THE PROBLEM ▸
Find the line containing "the connection supervisor" in the records below. Copy exactly that line and each one after it, ending at the line containing "order. Once the", and nothing more.

┌─ EXERCISE INPUT

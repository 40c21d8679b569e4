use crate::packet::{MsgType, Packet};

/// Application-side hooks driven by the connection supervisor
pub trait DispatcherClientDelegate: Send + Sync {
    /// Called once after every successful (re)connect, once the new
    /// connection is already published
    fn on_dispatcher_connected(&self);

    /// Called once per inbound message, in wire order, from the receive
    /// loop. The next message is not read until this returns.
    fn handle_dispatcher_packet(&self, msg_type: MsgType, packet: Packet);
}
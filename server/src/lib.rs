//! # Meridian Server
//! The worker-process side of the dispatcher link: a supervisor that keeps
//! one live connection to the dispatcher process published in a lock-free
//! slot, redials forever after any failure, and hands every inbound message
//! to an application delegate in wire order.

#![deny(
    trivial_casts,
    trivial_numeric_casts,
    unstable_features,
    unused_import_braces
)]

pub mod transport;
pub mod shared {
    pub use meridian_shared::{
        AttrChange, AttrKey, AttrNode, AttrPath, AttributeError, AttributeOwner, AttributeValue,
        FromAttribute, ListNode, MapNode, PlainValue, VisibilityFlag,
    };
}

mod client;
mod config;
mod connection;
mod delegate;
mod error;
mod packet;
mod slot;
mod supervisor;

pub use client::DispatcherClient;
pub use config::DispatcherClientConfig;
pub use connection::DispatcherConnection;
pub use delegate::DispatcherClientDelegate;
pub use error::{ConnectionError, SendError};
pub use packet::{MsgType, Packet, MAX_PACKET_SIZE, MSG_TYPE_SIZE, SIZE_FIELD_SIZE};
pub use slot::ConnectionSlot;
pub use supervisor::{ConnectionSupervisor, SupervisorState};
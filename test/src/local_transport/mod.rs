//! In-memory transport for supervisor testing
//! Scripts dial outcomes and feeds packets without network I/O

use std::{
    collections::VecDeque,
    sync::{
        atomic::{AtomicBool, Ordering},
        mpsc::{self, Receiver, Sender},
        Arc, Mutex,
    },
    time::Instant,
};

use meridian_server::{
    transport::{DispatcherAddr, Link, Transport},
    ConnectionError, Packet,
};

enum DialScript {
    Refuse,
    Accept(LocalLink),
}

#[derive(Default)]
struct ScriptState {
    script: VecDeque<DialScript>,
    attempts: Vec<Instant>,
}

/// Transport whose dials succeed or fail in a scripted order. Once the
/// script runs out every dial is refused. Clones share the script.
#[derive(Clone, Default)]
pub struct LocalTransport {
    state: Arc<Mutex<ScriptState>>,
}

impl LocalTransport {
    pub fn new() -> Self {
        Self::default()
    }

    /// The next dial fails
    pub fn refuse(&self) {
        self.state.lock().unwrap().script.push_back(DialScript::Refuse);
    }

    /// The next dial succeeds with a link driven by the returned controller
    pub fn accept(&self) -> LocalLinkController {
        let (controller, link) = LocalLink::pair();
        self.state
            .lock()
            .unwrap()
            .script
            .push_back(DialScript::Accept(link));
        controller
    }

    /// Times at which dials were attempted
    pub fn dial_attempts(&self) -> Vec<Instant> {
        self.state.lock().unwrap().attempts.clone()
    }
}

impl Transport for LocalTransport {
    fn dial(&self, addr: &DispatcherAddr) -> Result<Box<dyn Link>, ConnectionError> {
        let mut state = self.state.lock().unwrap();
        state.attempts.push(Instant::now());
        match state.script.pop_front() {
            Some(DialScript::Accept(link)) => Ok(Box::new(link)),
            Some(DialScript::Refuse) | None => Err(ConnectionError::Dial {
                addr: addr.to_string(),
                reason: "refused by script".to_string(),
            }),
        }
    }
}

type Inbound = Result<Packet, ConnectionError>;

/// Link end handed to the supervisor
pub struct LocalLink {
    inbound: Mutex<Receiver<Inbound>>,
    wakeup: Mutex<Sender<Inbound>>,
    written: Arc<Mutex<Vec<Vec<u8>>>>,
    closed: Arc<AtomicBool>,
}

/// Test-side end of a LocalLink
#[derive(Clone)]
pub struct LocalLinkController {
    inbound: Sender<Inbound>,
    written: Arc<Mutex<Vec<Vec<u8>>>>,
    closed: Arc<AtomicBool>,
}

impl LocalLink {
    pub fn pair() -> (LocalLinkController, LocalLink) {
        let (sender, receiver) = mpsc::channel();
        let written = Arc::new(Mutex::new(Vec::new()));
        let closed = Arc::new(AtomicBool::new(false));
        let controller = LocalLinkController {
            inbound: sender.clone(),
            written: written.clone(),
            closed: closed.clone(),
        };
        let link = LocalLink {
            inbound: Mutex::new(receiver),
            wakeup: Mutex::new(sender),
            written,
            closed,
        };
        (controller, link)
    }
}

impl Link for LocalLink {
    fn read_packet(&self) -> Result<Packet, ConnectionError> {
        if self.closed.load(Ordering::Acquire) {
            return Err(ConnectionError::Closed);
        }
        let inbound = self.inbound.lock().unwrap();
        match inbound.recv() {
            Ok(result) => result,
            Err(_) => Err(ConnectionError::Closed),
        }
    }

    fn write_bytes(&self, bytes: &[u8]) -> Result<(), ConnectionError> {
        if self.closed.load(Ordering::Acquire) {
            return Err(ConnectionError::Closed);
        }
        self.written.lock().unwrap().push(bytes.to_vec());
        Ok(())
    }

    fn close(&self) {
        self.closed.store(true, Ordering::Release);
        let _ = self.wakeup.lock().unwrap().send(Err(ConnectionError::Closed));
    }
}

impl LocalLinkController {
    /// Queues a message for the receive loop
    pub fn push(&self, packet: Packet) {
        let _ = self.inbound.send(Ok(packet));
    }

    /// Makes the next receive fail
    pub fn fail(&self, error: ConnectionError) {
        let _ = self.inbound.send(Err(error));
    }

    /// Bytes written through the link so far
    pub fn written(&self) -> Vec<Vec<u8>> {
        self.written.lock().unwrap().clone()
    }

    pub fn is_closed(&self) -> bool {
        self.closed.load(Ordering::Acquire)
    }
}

└─

SOLUTION TO THIS EXERCISE ▸
/// Application-side hooks driven by the connection supervisor
pub trait DispatcherClientDelegate: Send + Sync {
    /// Called once after every successful (re)connect, once the new
    /// connection is already published
    fn on_dispatcher_connected(&self);

    /// Called once per inbound message, in wire order, from the receive
    /// loop. The next message is not read until this returns.
    fn handle_dispatcher_packet(&self, msg_type: MsgType, packet: Packet);
}
filename server/src/lib.rs
//! # Meridian Server
//! The worker-process side of the dispatcher link: a supervisor that keeps
//! one live connection to the dispatcher process published in a lock-free
//! slot, redials forever after any failure, and hands every inbound message
//! to an application delegate in wire order.

#![deny(
    trivial_casts,
    trivial_numeric_casts,
    unstable_features,
    unused_import_braces
)]

pub mod transport;
pub mod shared {
    pub use meridian_shared::{
        AttrChange, AttrKey, AttrNode, AttrPath, AttributeError, AttributeOwner, AttributeValue,
        FromAttribute, ListNode, MapNode, PlainValue, VisibilityFlag,
    };
}

mod client;
mod config;
mod connection;
mod delegate;
mod error;
mod packet;
mod slot;
mod supervisor;

pub use client::DispatcherClient;
pub use config::DispatcherClientConfig;
pub use connection::DispatcherConnection;
pub use delegate::DispatcherClientDelegate;
pub use error::{ConnectionError, SendError};
pub use packet::{MsgType, Packet, MAX_PACKET_SIZE, MSG_TYPE_SIZE, SIZE_FIELD_SIZE};
pub use slot::ConnectionSlot;
pub use supervisor::{ConnectionSupervisor, SupervisorState};
filename test/src/local_transport/mod.rs
//! In-memory transport for supervisor testing
//! Scripts dial outcomes and feeds packets without network I/O

use std::{
    collections::VecDeque,
    sync::{
        atomic::{AtomicBool, Ordering},
        mpsc::{self, Receiver, Sender},
        Arc, Mutex,
    },
    time::Instant,
};

use meridian_server::{
    transport::{DispatcherAddr, Link, Transport},
    ConnectionError, Packet,
};

enum DialScript {
    Refuse,
    Accept(LocalLink),
}

#[derive(Default)]
struct ScriptState {
    script: VecDeque<DialScript>,
    attempts: Vec<Instant>,
}

/// Transport whose dials succeed or fail in a scripted order. Once the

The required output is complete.